> For the complete documentation index, see [llms.txt](https://ai-os-and-trend-finder.gitbook.io/ai-os-and-trend-finder-docs/llms.txt). Markdown versions of documentation pages are available by appending `.md` to page URLs; this page is available as [Markdown](https://ai-os-and-trend-finder.gitbook.io/ai-os-and-trend-finder-docs/docs/sources/source-compliance-rss-news.md).

# Source Compliance: RSS And News Feeds

> Implementation-time review completed 2026-05-17. Direct feed re-review completed 2026-06-14 for reviewed public feed URLs only. The Apify source declaration remains a reviewed fallback.

***

## Source Overview

| Field               | Value                                                                     |
| ------------------- | ------------------------------------------------------------------------- |
| Source Name         | RSS/news-style feeds                                                      |
| Format Reference    | <https://www.rssboard.org/rss-profile>                                    |
| Feed Terms          | Publisher-specific terms, robots guidance, and feed metadata              |
| Authentication      | None for public feeds unless publisher states otherwise                   |
| Data Format         | RSS/Atom XML from publisher; Apify Dataset JSON after Actor normalization |
| Trend Finder Status | Direct reviewed-feed adapter approved; Apify declaration remains fallback |
| Default Source ID   | `rss-ai-news`                                                             |

***

## Phase 06 Candidate Declaration

| Field                   | Value                                                                           |
| ----------------------- | ------------------------------------------------------------------------------- |
| Source ID               | `rss-ai-news`                                                                   |
| Primary Apify candidate | `xtech/feed-extractor`                                                          |
| Fallback candidate      | none recorded                                                                   |
| Validation status       | Fixture-backed and live tiny-validated on 2026-05-17; rerun is credential-gated |
| Direct adapter status   | Approved for reviewed public feed URLs with current-only item caps              |

***

## Terms and Use Boundary

RSS is a syndication format, not a universal license to republish all feed content. The RSS Best Practices Profile warns that missing copyright metadata does not make feed content public domain. Trend Finder may collect only compact metadata needed to link back to the publisher and rank a trend signal.

Approved generic RSS/news evidence:

* Feed item title.
* Canonical article URL.
* Short description or excerpt.
* Published timestamp.
* Feed/source name when available.

Not approved unless a per-feed review allows it:

* Full article bodies.
* Paywalled content.
* Author email addresses from feed metadata.
* Comment feeds or comment bodies.
* Media enclosures copied into local assets.
* Feeds that prohibit automated reuse, caching, or AI analysis.

***

## Rate, Fetch, and Cache Requirements

| Requirement  | Policy                                                         |
| ------------ | -------------------------------------------------------------- |
| Feed cadence | Respect feed `ttl`, `skipHours`, and `skipDays` when available |
| HTTP caching | Prefer ETag and Last-Modified validators in direct adapters    |
| Item cap     | Keep per-source item caps low and deterministic                |
| Retry policy | No aggressive retry loops on publisher errors                  |
| Attribution  | Link to the canonical publisher article URL                    |

The current Session 08 implementation uses Apify Dataset normalization only.
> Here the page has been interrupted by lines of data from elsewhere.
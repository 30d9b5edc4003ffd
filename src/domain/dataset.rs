//! Dataset aggregate
//!
//! A [`Dataset`] owns its versions, the file metadata of each version, its
//! data files and its file categories. Entities refer to each other by id.
//! At most one version is a draft, and it is always the last one.

use super::file::{DataFile, DataFileCategory, FileMetadata};
use super::ids::{DataFileId, DatasetId, FileMetadataId, GlobalId, UserId, VersionId};
use super::schema::{DatasetField, FieldViolation};
use chrono::{DateTime, Utc};
use serde::{Deserialize, Serialize};

/// Lifecycle state of a dataset version
#[derive(Debug, Clone, Copy, PartialEq, Eq, Serialize, Deserialize)]
#[serde(rename_all = "SCREAMING_SNAKE_CASE")]
pub enum VersionState {
    Draft,
    Released,
    Deaccessioned,
}

/// One version of a dataset
///
/// Released versions are frozen; only the draft is edited.
#[derive(Debug, Clone, PartialEq, Serialize, Deserialize)]
pub struct DatasetVersion {
    pub id: VersionId,
    pub state: VersionState,
    pub version_number: Option<u32>,
    pub minor_version_number: Option<u32>,
    pub fields: Vec<DatasetField>,
    pub file_metadatas: Vec<FileMetadata>,
    pub create_time: Option<DateTime<Utc>>,
    pub last_update_time: Option<DateTime<Utc>>,
    pub release_time: Option<DateTime<Utc>>,
    /// Version-level UNF computed over the tabular files
    pub unf: Option<String>,
    /// Problems replaced by placeholders during lenient validation
    pub validation_problems: Vec<FieldViolation>,
}

impl DatasetVersion {
    pub fn new_draft() -> Self {
        Self {
            id: VersionId::new(),
            state: VersionState::Draft,
            version_number: None,
            minor_version_number: None,
            fields: Vec::new(),
            file_metadatas: Vec::new(),
            create_time: None,
            last_update_time: None,
            release_time: None,
            unf: None,
            validation_problems: Vec::new(),
        }
    }

    pub fn is_draft(&self) -> bool {
        self.state == VersionState::Draft
    }

    pub fn is_released(&self) -> bool {
        self.state == VersionState::Released
    }

    /// `1.2`, or `DRAFT` for the edit version
    pub fn friendly_number(&self) -> String {
        match (self.version_number, self.minor_version_number) {
            (Some(major), Some(minor)) => format!("{major}.{minor}"),
            (Some(major), None) => format!("{major}.0"),
            _ => "DRAFT".to_string(),
        }
    }

    pub fn field_values(&self, type_name: &str) -> Option<&[String]> {
        self.fields
            .iter()
            .find(|f| f.type_name == type_name)
            .map(|f| f.values.as_slice())
    }

    pub fn first_value(&self, type_name: &str) -> Option<&str> {
        self.field_values(type_name)
            .and_then(|v| v.first())
            .map(String::as_str)
    }

    pub fn title(&self) -> Option<&str> {
        self.first_value("title")
    }

    pub fn file_metadata(&self, id: &FileMetadataId) -> Option<&FileMetadata> {
        self.file_metadatas.iter().find(|fm| fm.id == *id)
    }

    pub fn file_metadata_for(&self, data_file_id: &DataFileId) -> Option<&FileMetadata> {
        self.file_metadatas
            .iter()
            .find(|fm| fm.data_file_id == *data_file_id)
    }

    /// Copy of this version as a fresh draft with new file metadata ids
    ///
    /// Returns the mapping from old to new file metadata ids so category
    /// membership can be carried over.
    fn derive_draft(&self) -> (Self, Vec<(FileMetadataId, FileMetadataId)>) {
        let mut mapping = Vec::with_capacity(self.file_metadatas.len());
        let file_metadatas = self
            .file_metadatas
            .iter()
            .map(|fm| {
                let copy = fm.copy_for_draft();
                mapping.push((fm.id, copy.id));
                copy
            })
            .collect();

        let draft = Self {
            fields: self.fields.clone(),
            file_metadatas,
            unf: self.unf.clone(),
            ..Self::new_draft()
        };
        (draft, mapping)
    }
}

/// A research dataset and everything it owns
#[derive(Debug, Clone, PartialEq, Serialize, Deserialize)]
pub struct Dataset {
    pub id: DatasetId,
    /// Alias of the owning collection
    pub owner: String,
    pub creator: Option<UserId>,
    pub global_id: Option<GlobalId>,
    /// Set once the identifier is registered; never regenerated afterwards
    pub global_id_create_time: Option<DateTime<Utc>>,
    pub identifier_registered: bool,
    /// Harvested from a remote archive rather than deposited locally
    pub harvested: bool,
    /// Oldest first; a draft, if any, is last
    pub versions: Vec<DatasetVersion>,
    pub files: Vec<DataFile>,
    pub categories: Vec<DataFileCategory>,
    pub thumbnail_file: Option<DataFileId>,
    pub create_time: DateTime<Utc>,
    pub modification_time: Option<DateTime<Utc>>,
    pub last_export_time: Option<DateTime<Utc>>,
}

impl Dataset {
    /// Creates a builder for constructing a Dataset
    pub fn builder() -> DatasetBuilder {
        DatasetBuilder::default()
    }

    pub fn latest_version(&self) -> Option<&DatasetVersion> {
        self.versions.last()
    }

    /// The draft version, if one exists
    pub fn edit_version(&self) -> Option<&DatasetVersion> {
        self.versions.last().filter(|v| v.is_draft())
    }

    /// The draft version, created from the latest version when missing
    pub fn edit_version_mut(&mut self) -> &mut DatasetVersion {
        if self.edit_version().is_none() {
            let (draft, mapping) = match self.versions.last() {
                Some(latest) => latest.derive_draft(),
                None => (DatasetVersion::new_draft(), Vec::new()),
            };
            for category in &mut self.categories {
                let copied: Vec<FileMetadataId> = mapping
                    .iter()
                    .filter(|(old, _)| category.contains(old))
                    .map(|(_, new)| *new)
                    .collect();
                category.file_metadata_ids.extend(copied);
            }
            self.versions.push(draft);
        }
        let last = self.versions.len() - 1;
        &mut self.versions[last]
    }

    /// Latest version in the `Released` state
    pub fn released_version(&self) -> Option<&DatasetVersion> {
        self.versions.iter().rev().find(|v| v.is_released())
    }

    pub fn is_released(&self) -> bool {
        self.released_version().is_some()
    }

    /// True when the newest non-draft version has been deaccessioned
    pub fn is_deaccessioned(&self) -> bool {
        self.versions
            .iter()
            .rev()
            .find(|v| !v.is_draft())
            .map(|v| v.state == VersionState::Deaccessioned)
            .unwrap_or(false)
    }

    pub fn release_time(&self) -> Option<DateTime<Utc>> {
        self.released_version().and_then(|v| v.release_time)
    }

    pub fn file(&self, id: &DataFileId) -> Option<&DataFile> {
        self.files.iter().find(|f| f.id == *id)
    }

    pub fn file_mut(&mut self, id: &DataFileId) -> Option<&mut DataFile> {
        self.files.iter_mut().find(|f| f.id == *id)
    }

    /// Adds a new file to the draft, returning its file metadata id
    pub fn add_file(&mut self, file: DataFile, label: impl Into<String>) -> FileMetadataId {
        let fm = FileMetadata::new(file.id, label);
        let fm_id = fm.id;
        self.files.push(file);
        self.edit_version_mut().file_metadatas.push(fm);
        fm_id
    }

    /// Tags a file metadata record, creating the category on first use
    pub fn add_to_category(&mut self, fm_id: FileMetadataId, name: &str) {
        let idx = match self.categories.iter().position(|c| c.name == name) {
            Some(idx) => idx,
            None => {
                self.categories.push(DataFileCategory::new(name));
                self.categories.len() - 1
            }
        };
        let category = &mut self.categories[idx];
        if !category.contains(&fm_id) {
            category.file_metadata_ids.push(fm_id);
        }
    }

    pub fn categories_of(&self, fm_id: &FileMetadataId) -> Vec<&str> {
        self.categories
            .iter()
            .filter(|c| c.contains(fm_id))
            .map(|c| c.name.as_str())
            .collect()
    }

    /// Removes a file metadata record from the draft along with its category links
    pub fn remove_draft_file_metadata(&mut self, fm_id: &FileMetadataId) -> Option<FileMetadata> {
        let draft = self.versions.last_mut().filter(|v| v.is_draft())?;
        let idx = draft.file_metadatas.iter().position(|fm| fm.id == *fm_id)?;
        let removed = draft.file_metadatas.remove(idx);
        self.unlink_categories(&[removed.id]);
        Some(removed)
    }

    /// Removes a data file and every file metadata record pointing at it
    pub fn remove_data_file(&mut self, id: &DataFileId) -> Option<DataFile> {
        let idx = self.files.iter().position(|f| f.id == *id)?;
        let removed = self.files.remove(idx);

        let mut orphaned = Vec::new();
        for version in &mut self.versions {
            version.file_metadatas.retain(|fm| {
                if fm.data_file_id == *id {
                    orphaned.push(fm.id);
                    false
                } else {
                    true
                }
            });
        }
        self.unlink_categories(&orphaned);
        if self.thumbnail_file == Some(*id) {
            self.thumbnail_file = None;
        }
        Some(removed)
    }

    fn unlink_categories(&mut self, ids: &[FileMetadataId]) {
        for category in &mut self.categories {
            category.file_metadata_ids.retain(|id| !ids.contains(id));
        }
    }

    /// Uses a file as the dataset thumbnail; false if the file is not ours
    pub fn set_thumbnail(&mut self, id: DataFileId) -> bool {
        if self.file(&id).is_some() {
            self.thumbnail_file = Some(id);
            true
        } else {
            false
        }
    }

    pub fn remove_thumbnail(&mut self) -> Option<DataFileId> {
        self.thumbnail_file.take()
    }

    /// Promotes the draft to a released version
    ///
    /// Files present in the draft are marked released. Returns `false` when
    /// there is no draft.
    pub fn release_draft(&mut self, at: DateTime<Utc>, minor: bool) -> bool {
        let (major, minor_no) = match self.released_version() {
            Some(prev) => {
                let major = prev.version_number.unwrap_or(0);
                let minor_no = prev.minor_version_number.unwrap_or(0);
                if minor {
                    (major, minor_no + 1)
                } else {
                    (major + 1, 0)
                }
            }
            None => (1, 0),
        };

        let Some(draft) = self.versions.last_mut().filter(|v| v.is_draft()) else {
            return false;
        };
        draft.state = VersionState::Released;
        draft.version_number = Some(major);
        draft.minor_version_number = Some(minor_no);
        draft.release_time = Some(at);

        let released: Vec<DataFileId> = draft.file_metadatas.iter().map(|fm| fm.data_file_id).collect();
        for file in self.files.iter_mut().filter(|f| released.contains(&f.id)) {
            if file.publication_date.is_none() {
                file.publication_date = Some(at);
            }
        }
        true
    }
}

/// Builder for constructing Dataset instances
#[derive(Debug, Default)]
pub struct DatasetBuilder {
    id: Option<DatasetId>,
    owner: Option<String>,
    creator: Option<UserId>,
    global_id: Option<GlobalId>,
    harvested: bool,
    fields: Vec<DatasetField>,
    create_time: Option<DateTime<Utc>>,
}

impl DatasetBuilder {
    pub fn new() -> Self {
        Self::default()
    }

    pub fn id(mut self, id: DatasetId) -> Self {
        self.id = Some(id);
        self
    }

    pub fn owner(mut self, owner: impl Into<String>) -> Self {
        self.owner = Some(owner.into());
        self
    }

    pub fn creator(mut self, creator: UserId) -> Self {
        self.creator = Some(creator);
        self
    }

    pub fn global_id(mut self, global_id: GlobalId) -> Self {
        self.global_id = Some(global_id);
        self
    }

    pub fn harvested(mut self, harvested: bool) -> Self {
        self.harvested = harvested;
        self
    }

    pub fn field(mut self, field: DatasetField) -> Self {
        self.fields.push(field);
        self
    }

    pub fn create_time(mut self, create_time: DateTime<Utc>) -> Self {
        self.create_time = Some(create_time);
        self
    }

    /// Builds the Dataset with an initial draft holding the given fields
    ///
    /// # Errors
    ///
    /// Returns an error if the owner is missing
    pub fn build(self) -> Result<Dataset, String> {
        let owner = self.owner.ok_or("owner is required")?;
        let draft = DatasetVersion {
            fields: self.fields,
            ..DatasetVersion::new_draft()
        };
        Ok(Dataset {
            id: self.id.unwrap_or_default(),
            owner,
            creator: self.creator,
            global_id: self.global_id,
            global_id_create_time: None,
            identifier_registered: false,
            harvested: self.harvested,
            versions: vec![draft],
            files: Vec::new(),
            categories: Vec::new(),
            thumbnail_file: None,
            create_time: self.create_time.unwrap_or_else(Utc::now),
            modification_time: None,
            last_export_time: None,
        })
    }
}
Any direct feed adapter must add conditional request handling before it is enabled.

## Reviewed Direct Feed Allowlist

Direct RSS collection is approved only for the reviewed allowlist compiled into the script-side adapter. Operators must not add arbitrary feed URLs through the browser.

| Feed                  | URL                             | Approval                                                                    |
| --------------------- | ------------------------------- | --------------------------------------------------------------------------- |
| HNRSS AI newest posts | `https://hnrss.org/newest?q=AI` | Approved for title, canonical link, description snippet, and item date only |

Additional feeds require a document update, source-specific terms check, publisher cadence review, item cap, and tests before they can be added to the allowlist.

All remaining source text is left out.